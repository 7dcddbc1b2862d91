// Copyright (c) 2025 ADBC Drivers Contributors
//
// Licensed under the Apache License, Version 2.0 (the "License");
// you may not use this file except in compliance with the License.
// You may obtain a copy of the License at
//
//     http://www.apache.org/licenses/LICENSE-2.0
//
// Unless required by applicable law or agreed to in writing, software
// distributed under the License is distributed on an "AS IS" BASIS,
// WITHOUT WARRANTIES OR CONDITIONS OF ANY KIND, either express or implied.
// See the License for the specific language governing permissions and
// limitations under the License.

//! Connection configuration and per-query overrides.
//!
//! [`Config`] is a resolved configuration: there is no connection-string
//! parsing here. Every check runs before the first network call.

use crate::auth::Auth;
use crate::client::http::HttpClientConfig;
use crate::client::rest::{
    header_value, role_header_value, session_header_value, TRINO_CATALOG_HEADER,
    TRINO_CLIENT_INFO_HEADER, TRINO_CLIENT_TAGS_HEADER, TRINO_ENCODING_HEADER, TRINO_ROLE_HEADER,
    TRINO_SCHEMA_HEADER, TRINO_SESSION_HEADER, TRINO_SOURCE_HEADER, TRINO_USER_HEADER,
};
use crate::error::{Error, Result};
use crate::logging::LogConfig;
use crate::types::protocol::QueryStats;
use crate::types::spooling::{Encoding, SpoolingConfig};
use reqwest::header::{HeaderMap, HeaderName, AUTHORIZATION};
use std::collections::BTreeMap;
use std::fmt;
use std::sync::Arc;
use std::time::Duration;
use tokio_util::sync::CancellationToken;

/// Default value of the source header.
pub const DEFAULT_SOURCE: &str = "trino-rust-client";

/// Snapshot handed to a [`ProgressUpdater`].
#[derive(Debug, Clone, PartialEq)]
pub struct QueryProgressInfo {
    pub query_id: String,
    pub stats: QueryStats,
}

/// Receives query progress while the statement is polled.
///
/// Called on the polling path; a slow implementation delays the query.
pub trait ProgressUpdater: Send + Sync {
    fn update(&self, info: QueryProgressInfo);
}

/// Resolved connection configuration.
#[derive(Clone)]
pub struct Config {
    /// Coordinator base URL, e.g. `http://localhost:8080`.
    pub server_uri: String,
    pub user: Option<String>,
    pub source: String,
    pub catalog: Option<String>,
    pub schema: Option<String>,
    pub session_properties: BTreeMap<String, String>,
    pub client_tags: Vec<String>,
    pub client_info: Option<String>,
    /// Catalog to role.
    pub roles: BTreeMap<String, String>,
    /// Sent verbatim on every coordinator request.
    pub extra_headers: BTreeMap<String, String>,
    pub auth: Auth,
    pub http: HttpClientConfig,
    pub spooling: SpoolingConfig,
    /// Deadline for a whole query, submit to last row.
    pub query_timeout: Option<Duration>,
    /// Send parameterised queries with a prepared-statement header instead
    /// of `EXECUTE IMMEDIATE`.
    pub explicit_prepare: bool,
    pub progress_callback: Option<Arc<dyn ProgressUpdater>>,
    pub progress_callback_period: Option<Duration>,
    pub log: LogConfig,
}

impl Default for Config {
    fn default() -> Self {
        Self {
            server_uri: String::new(),
            user: None,
            source: DEFAULT_SOURCE.to_string(),
            catalog: None,
            schema: None,
            session_properties: BTreeMap::new(),
            client_tags: Vec::new(),
            client_info: None,
            roles: BTreeMap::new(),
            extra_headers: BTreeMap::new(),
            auth: Auth::None,
            http: HttpClientConfig::default(),
            spooling: SpoolingConfig::default(),
            query_timeout: None,
            explicit_prepare: true,
            progress_callback: None,
            progress_callback_period: None,
            log: LogConfig::default(),
        }
    }
}

impl fmt::Debug for Config {
    fn fmt(&self, f: &mut fmt::Formatter<'_>) -> fmt::Result {
        f.debug_struct("Config")
            .field("server_uri", &self.server_uri)
            .field("user", &self.user)
            .field("source", &self.source)
            .field("catalog", &self.catalog)
            .field("schema", &self.schema)
            .field("session_properties", &self.session_properties)
            .field("roles", &self.roles)
            .field("auth", &self.auth)
            .field("http", &self.http)
            .field("spooling", &self.spooling)
            .field("query_timeout", &self.query_timeout)
            .field("explicit_prepare", &self.explicit_prepare)
            .field(
                "progress_callback",
                &self.progress_callback.as_ref().map(|_| "<set>"),
            )
            .field("progress_callback_period", &self.progress_callback_period)
            .finish()
    }
}

impl Config {
    pub fn new(server_uri: impl Into<String>) -> Self {
        Self {
            server_uri: server_uri.into(),
            ..Default::default()
        }
    }

    pub fn validate(&self) -> Result<()> {
        if self.server_uri.trim().is_empty() {
            return Err(Error::config("server URI must not be empty"));
        }
        url::Url::parse(&self.server_uri)
            .map_err(|e| Error::config(format!("invalid server URI {:?}: {}", self.server_uri, e)))?;
        self.auth.validate()?;
        self.spooling.validate()?;
        validate_progress(self.progress_callback.as_ref(), self.progress_callback_period)?;
        extra_headers(&self.extra_headers)?;
        Ok(())
    }

    /// Merge per-query overrides and build the request headers.
    pub(crate) fn resolve(&self, options: QueryOptions) -> Result<ResolvedQuery> {
        let mut spooling = self.spooling.clone();
        if let Some(encodings) = options.encodings {
            spooling.encodings = encodings;
        }
        if let Some(count) = options.spooling_worker_count {
            spooling.worker_count = count;
        }
        if let Some(limit) = options.max_out_of_order_segments {
            spooling.max_out_of_order_segments = limit;
        }
        spooling.validate()?;

        let progress_callback = options
            .progress_callback
            .or_else(|| self.progress_callback.clone());
        let period = options
            .progress_callback_period
            .or(self.progress_callback_period);
        validate_progress(progress_callback.as_ref(), period)?;
        let progress = progress_callback.zip(period);

        if options.access_token.is_some() && matches!(self.auth, Auth::Basic { .. }) {
            return Err(Error::config(
                "an access token cannot be combined with basic authentication",
            ));
        }

        let user = options.user.as_ref().or(self.user.as_ref());
        let mut roles = self.roles.clone();
        roles.extend(options.roles);

        let mut poll_headers = extra_headers(&self.extra_headers)?;
        poll_headers.extend(extra_headers(&options.extra_headers)?);
        if let Some(user) = user {
            poll_headers.insert(TRINO_USER_HEADER, header_value(&TRINO_USER_HEADER, user)?);
        }
        if let Some(token) = &options.access_token {
            if token.is_empty() {
                return Err(Error::config("access token must not be empty"));
            }
            poll_headers.insert(
                AUTHORIZATION,
                header_value(&AUTHORIZATION, &format!("Bearer {}", token))?,
            );
        }

        let mut submit_headers = poll_headers.clone();
        let mut set = |name: HeaderName, value: &str| -> Result<()> {
            if !value.is_empty() {
                submit_headers.insert(name.clone(), header_value(&name, value)?);
            }
            Ok(())
        };
        set(TRINO_SOURCE_HEADER, &self.source)?;
        set(TRINO_CATALOG_HEADER, self.catalog.as_deref().unwrap_or(""))?;
        set(TRINO_SCHEMA_HEADER, self.schema.as_deref().unwrap_or(""))?;
        set(TRINO_SESSION_HEADER, &session_header_value(&self.session_properties))?;
        set(TRINO_CLIENT_TAGS_HEADER, &self.client_tags.join(","))?;
        set(TRINO_CLIENT_INFO_HEADER, self.client_info.as_deref().unwrap_or(""))?;
        set(TRINO_ROLE_HEADER, &role_header_value(&roles))?;
        set(
            TRINO_ENCODING_HEADER,
            &spooling.encoding_header().unwrap_or_default(),
        )?;

        Ok(ResolvedQuery {
            submit_headers,
            poll_headers,
            spooling,
            progress,
            timeout: options.timeout.or(self.query_timeout),
            cancel: options.cancel.unwrap_or_default(),
        })
    }
}

fn validate_progress(
    callback: Option<&Arc<dyn ProgressUpdater>>,
    period: Option<Duration>,
) -> Result<()> {
    if callback.is_some() && period.map_or(true, |p| p.is_zero()) {
        return Err(Error::config(
            "progress callback requires a positive callback period",
        ));
    }
    Ok(())
}

fn extra_headers(headers: &BTreeMap<String, String>) -> Result<HeaderMap> {
    let mut map = HeaderMap::new();
    for (name, value) in headers {
        let name = HeaderName::from_bytes(name.as_bytes())
            .map_err(|e| Error::config(format!("invalid header name {:?}: {}", name, e)))?;
        let value = header_value(&name, value)?;
        map.insert(name, value);
    }
    Ok(map)
}

/// Per-query overrides of [`Config`].
#[derive(Clone, Default)]
pub struct QueryOptions {
    /// Impersonated user.
    pub user: Option<String>,
    /// Merged over the configured roles.
    pub roles: BTreeMap<String, String>,
    pub encodings: Option<Vec<Encoding>>,
    pub spooling_worker_count: Option<usize>,
    pub max_out_of_order_segments: Option<usize>,
    pub progress_callback: Option<Arc<dyn ProgressUpdater>>,
    pub progress_callback_period: Option<Duration>,
    /// Forwarded as a bearer token.
    pub access_token: Option<String>,
    pub extra_headers: BTreeMap<String, String>,
    /// Cancelling this token aborts the query.
    pub cancel: Option<CancellationToken>,
    pub timeout: Option<Duration>,
}

impl fmt::Debug for QueryOptions {
    fn fmt(&self, f: &mut fmt::Formatter<'_>) -> fmt::Result {
        f.debug_struct("QueryOptions")
            .field("user", &self.user)
            .field("roles", &self.roles)
            .field("encodings", &self.encodings)
            .field("spooling_worker_count", &self.spooling_worker_count)
            .field("max_out_of_order_segments", &self.max_out_of_order_segments)
            .field("access_token", &self.access_token.as_ref().map(|_| "[REDACTED]"))
            .field("timeout", &self.timeout)
            .finish()
    }
}

/// A query's effective settings.
#[derive(Clone)]
pub(crate) struct ResolvedQuery {
    pub submit_headers: HeaderMap,
    pub poll_headers: HeaderMap,
    pub spooling: SpoolingConfig,
    pub progress: Option<(Arc<dyn ProgressUpdater>, Duration)>,
    pub timeout: Option<Duration>,
    pub cancel: CancellationToken,
}

impl fmt::Debug for ResolvedQuery {
    fn fmt(&self, f: &mut fmt::Formatter<'_>) -> fmt::Result {
        f.debug_struct("ResolvedQuery")
            .field("submit_headers", &self.submit_headers.keys().collect::<Vec<_>>())
            .field("poll_headers", &self.poll_headers.keys().collect::<Vec<_>>())
            .field("spooling", &self.spooling)
            .field("progress_period", &self.progress.as_ref().map(|(_, period)| period))
            .field("timeout", &self.timeout)
            .finish()
    }
}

# Exercise
From the material above, set down exactly the lines between the line holding "if callback.is_some() &&" and the line holding "let name = HeaderName::from_bytes(name.as_bytes())", inclusive. Include nothing else.

# Worked solution
    if callback.is_some() && period.map_or(true, |p| p.is_zero()) {
        return Err(Error::config(
            "progress callback requires a positive callback period",
        ));
    }
    Ok(())
}

fn extra_headers(headers: &BTreeMap<String, String>) -> Result<HeaderMap> {
    let mut map = HeaderMap::new();
    for (name, value) in headers {
        let name = HeaderName::from_bytes(name.as_bytes())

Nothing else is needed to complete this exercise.